### Material shown
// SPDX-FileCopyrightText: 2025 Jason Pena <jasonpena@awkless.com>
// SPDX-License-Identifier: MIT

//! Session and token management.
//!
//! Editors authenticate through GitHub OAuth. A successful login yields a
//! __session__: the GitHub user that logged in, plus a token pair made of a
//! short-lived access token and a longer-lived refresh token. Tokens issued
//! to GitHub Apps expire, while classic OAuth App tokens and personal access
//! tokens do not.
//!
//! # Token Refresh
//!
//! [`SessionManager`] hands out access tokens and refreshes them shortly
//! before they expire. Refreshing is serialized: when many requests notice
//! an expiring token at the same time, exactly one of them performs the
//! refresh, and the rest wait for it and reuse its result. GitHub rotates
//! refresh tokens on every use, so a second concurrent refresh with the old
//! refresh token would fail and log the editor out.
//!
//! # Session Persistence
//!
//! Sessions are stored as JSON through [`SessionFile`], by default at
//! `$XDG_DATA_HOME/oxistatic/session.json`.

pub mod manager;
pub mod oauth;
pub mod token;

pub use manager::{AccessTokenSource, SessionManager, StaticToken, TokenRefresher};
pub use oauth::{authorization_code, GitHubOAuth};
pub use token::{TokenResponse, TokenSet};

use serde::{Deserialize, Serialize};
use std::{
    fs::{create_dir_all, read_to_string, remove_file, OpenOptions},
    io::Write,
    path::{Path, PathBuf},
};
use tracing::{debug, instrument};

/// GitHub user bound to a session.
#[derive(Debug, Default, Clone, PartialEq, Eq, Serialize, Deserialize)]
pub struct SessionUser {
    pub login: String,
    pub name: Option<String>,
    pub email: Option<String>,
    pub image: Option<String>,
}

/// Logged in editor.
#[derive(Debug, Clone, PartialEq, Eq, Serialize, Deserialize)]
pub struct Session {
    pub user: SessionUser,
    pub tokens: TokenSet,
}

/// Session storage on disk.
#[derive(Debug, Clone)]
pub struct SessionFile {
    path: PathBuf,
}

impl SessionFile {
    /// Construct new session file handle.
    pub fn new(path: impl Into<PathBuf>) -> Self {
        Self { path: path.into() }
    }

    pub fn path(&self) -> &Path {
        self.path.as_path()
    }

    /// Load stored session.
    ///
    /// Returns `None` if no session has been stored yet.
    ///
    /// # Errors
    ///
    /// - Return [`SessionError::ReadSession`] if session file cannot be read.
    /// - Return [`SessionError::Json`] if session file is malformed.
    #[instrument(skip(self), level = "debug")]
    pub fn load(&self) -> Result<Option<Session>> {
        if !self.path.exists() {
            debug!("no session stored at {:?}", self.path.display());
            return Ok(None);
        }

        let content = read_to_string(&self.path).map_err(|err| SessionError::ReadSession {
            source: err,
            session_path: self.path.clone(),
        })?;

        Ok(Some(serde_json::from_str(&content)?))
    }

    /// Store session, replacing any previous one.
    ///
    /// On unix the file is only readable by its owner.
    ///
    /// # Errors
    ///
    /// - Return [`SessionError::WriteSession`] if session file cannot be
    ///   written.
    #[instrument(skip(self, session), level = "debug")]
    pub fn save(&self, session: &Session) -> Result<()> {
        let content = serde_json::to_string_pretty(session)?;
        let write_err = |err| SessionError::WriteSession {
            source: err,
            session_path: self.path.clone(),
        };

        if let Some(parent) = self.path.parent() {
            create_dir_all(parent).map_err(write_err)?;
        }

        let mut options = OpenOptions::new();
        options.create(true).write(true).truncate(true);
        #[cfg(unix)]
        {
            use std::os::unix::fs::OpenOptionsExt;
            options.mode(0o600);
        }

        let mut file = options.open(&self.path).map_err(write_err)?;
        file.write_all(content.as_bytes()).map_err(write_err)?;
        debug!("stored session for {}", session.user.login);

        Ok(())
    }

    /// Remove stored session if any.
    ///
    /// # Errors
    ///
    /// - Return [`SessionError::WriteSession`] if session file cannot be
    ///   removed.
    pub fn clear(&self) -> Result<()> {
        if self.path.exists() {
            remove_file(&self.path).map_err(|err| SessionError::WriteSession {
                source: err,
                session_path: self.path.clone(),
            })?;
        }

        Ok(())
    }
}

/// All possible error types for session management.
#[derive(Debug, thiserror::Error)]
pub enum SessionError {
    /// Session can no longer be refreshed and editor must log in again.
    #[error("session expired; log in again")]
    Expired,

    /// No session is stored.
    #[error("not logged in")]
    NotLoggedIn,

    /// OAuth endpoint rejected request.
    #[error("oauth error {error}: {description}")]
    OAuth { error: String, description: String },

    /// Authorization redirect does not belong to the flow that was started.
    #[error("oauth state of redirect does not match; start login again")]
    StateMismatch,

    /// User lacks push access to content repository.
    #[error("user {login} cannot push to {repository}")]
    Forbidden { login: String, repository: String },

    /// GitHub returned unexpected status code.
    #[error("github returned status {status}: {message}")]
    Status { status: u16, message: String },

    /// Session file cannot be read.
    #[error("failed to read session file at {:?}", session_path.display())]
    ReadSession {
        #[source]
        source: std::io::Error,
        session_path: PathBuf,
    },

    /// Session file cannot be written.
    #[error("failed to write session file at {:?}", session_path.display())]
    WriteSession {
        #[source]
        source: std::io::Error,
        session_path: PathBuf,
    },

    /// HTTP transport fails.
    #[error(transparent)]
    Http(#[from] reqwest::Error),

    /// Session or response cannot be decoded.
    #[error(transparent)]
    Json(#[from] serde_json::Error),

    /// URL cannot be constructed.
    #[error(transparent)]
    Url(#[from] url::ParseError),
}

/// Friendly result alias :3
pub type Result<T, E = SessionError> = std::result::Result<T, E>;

### Work task
From the first line to the last, please quote the material above exactly.

### Response to the task
// SPDX-FileCopyrightText: 2025 Jason Pena <jasonpena@awkless.com>
// SPDX-License-Identifier: MIT

//! Session and token management.
//!
//! Editors authenticate through GitHub OAuth. A successful login yields a
//! __session__: the GitHub user that logged in, plus a token pair made of a
//! short-lived access token and a longer-lived refresh token. Tokens issued
//! to GitHub Apps expire, while classic OAuth App tokens and personal access
//! tokens do not.
//!
//! # Token Refresh
//!
//! [`SessionManager`] hands out access tokens and refreshes them shortly
//! before they expire. Refreshing is serialized: when many requests notice
//! an expiring token at the same time, exactly one of them performs the
//! refresh, and the rest wait for it and reuse its result. GitHub rotates
//! refresh tokens on every use, so a second concurrent refresh with the old
//! refresh token would fail and log the editor out.
//!
//! # Session Persistence
//!
//! Sessions are stored as JSON through [`SessionFile`], by default at
//! `$XDG_DATA_HOME/oxistatic/session.json`.

pub mod manager;
pub mod oauth;
pub mod token;

pub use manager::{AccessTokenSource, SessionManager, StaticToken, TokenRefresher};
pub use oauth::{authorization_code, GitHubOAuth};
pub use token::{TokenResponse, TokenSet};

use serde::{Deserialize, Serialize};
use std::{
    fs::{create_dir_all, read_to_string, remove_file, OpenOptions},
    io::Write,
    path::{Path, PathBuf},
};
use tracing::{debug, instrument};

/// GitHub user bound to a session.
#[derive(Debug, Default, Clone, PartialEq, Eq, Serialize, Deserialize)]
pub struct SessionUser {
    pub login: String,
    pub name: Option<String>,
    pub email: Option<String>,
    pub image: Option<String>,
}

/// Logged in editor.
#[derive(Debug, Clone, PartialEq, Eq, Serialize, Deserialize)]
pub struct Session {
    pub user: SessionUser,
    pub tokens: TokenSet,
}

/// Session storage on disk.
#[derive(Debug, Clone)]
pub struct SessionFile {
    path: PathBuf,
}

impl SessionFile {
    /// Construct new session file handle.
    pub fn new(path: impl Into<PathBuf>) -> Self {
        Self { path: path.into() }
    }

    pub fn path(&self) -> &Path {
        self.path.as_path()
    }

    /// Load stored session.
    ///
    /// Returns `None` if no session has been stored yet.
    ///
    /// # Errors
    ///
    /// - Return [`SessionError::ReadSession`] if session file cannot be read.
    /// - Return [`SessionError::Json`] if session file is malformed.
    #[instrument(skip(self), level = "debug")]
    pub fn load(&self) -> Result<Option<Session>> {
        if !self.path.exists() {
            debug!("no session stored at {:?}", self.path.display());
            return Ok(None);
        }

        let content = read_to_string(&self.path).map_err(|err| SessionError::ReadSession {
            source: err,
            session_path: self.path.clone(),
        })?;

        Ok(Some(serde_json::from_str(&content)?))
    }

    /// Store session, replacing any previous one.
    ///
    /// On unix the file is only readable by its owner.
    ///
    /// # Errors
    ///
    /// - Return [`SessionError::WriteSession`] if session file cannot be
    ///   written.
    #[instrument(skip(self, session), level = "debug")]
    pub fn save(&self, session: &Session) -> Result<()> {
        let content = serde_json::to_string_pretty(session)?;
        let write_err = |err| SessionError::WriteSession {
            source: err,
            session_path: self.path.clone(),
        };

        if let Some(parent) = self.path.parent() {
            create_dir_all(parent).map_err(write_err)?;
        }

        let mut options = OpenOptions::new();
        options.create(true).write(true).truncate(true);
        #[cfg(unix)]
        {
            use std::os::unix::fs::OpenOptionsExt;
            options.mode(0o600);
        }

        let mut file = options.open(&self.path).map_err(write_err)?;
        file.write_all(content.as_bytes()).map_err(write_err)?;
        debug!("stored session for {}", session.user.login);

        Ok(())
    }

    /// Remove stored session if any.
    ///
    /// # Errors
    ///
    /// - Return [`SessionError::WriteSession`] if session file cannot be
    ///   removed.
    pub fn clear(&self) -> Result<()> {
        if self.path.exists() {
            remove_file(&self.path).map_err(|err| SessionError::WriteSession {
                source: err,
                session_path: self.path.clone(),
            })?;
        }

        Ok(())
    }
}

/// All possible error types for session management.
#[derive(Debug, thiserror::Error)]
pub enum SessionError {
    /// Session can no longer be refreshed and editor must log in again.
    #[error("session expired; log in again")]
    Expired,

    /// No session is stored.
    #[error("not logged in")]
    NotLoggedIn,

    /// OAuth endpoint rejected request.
    #[error("oauth error {error}: {description}")]
    OAuth { error: String, description: String },

    /// Authorization redirect does not belong to the flow that was started.
    #[error("oauth state of redirect does not match; start login again")]
    StateMismatch,

    /// User lacks push access to content repository.
    #[error("user {login} cannot push to {repository}")]
    Forbidden { login: String, repository: String },

    /// GitHub returned unexpected status code.
    #[error("github returned status {status}: {message}")]
    Status { status: u16, message: String },

    /// Session file cannot be read.
    #[error("failed to read session file at {:?}", session_path.display())]
    ReadSession {
        #[source]
        source: std::io::Error,
        session_path: PathBuf,
    },

    /// Session file cannot be written.
    #[error("failed to write session file at {:?}", session_path.display())]
    WriteSession {
        #[source]
        source: std::io::Error,
        session_path: PathBuf,
    },

    /// HTTP transport fails.
    #[error(transparent)]
    Http(#[from] reqwest::Error),

    /// Session or response cannot be decoded.
    #[error(transparent)]
    Json(#[from] serde_json::Error),

    /// URL cannot be constructed.
    #[error(transparent)]
    Url(#[from] url::ParseError),
}

/// Friendly result alias :3
pub type Result<T, E = SessionError> = std::result::Result<T, E>;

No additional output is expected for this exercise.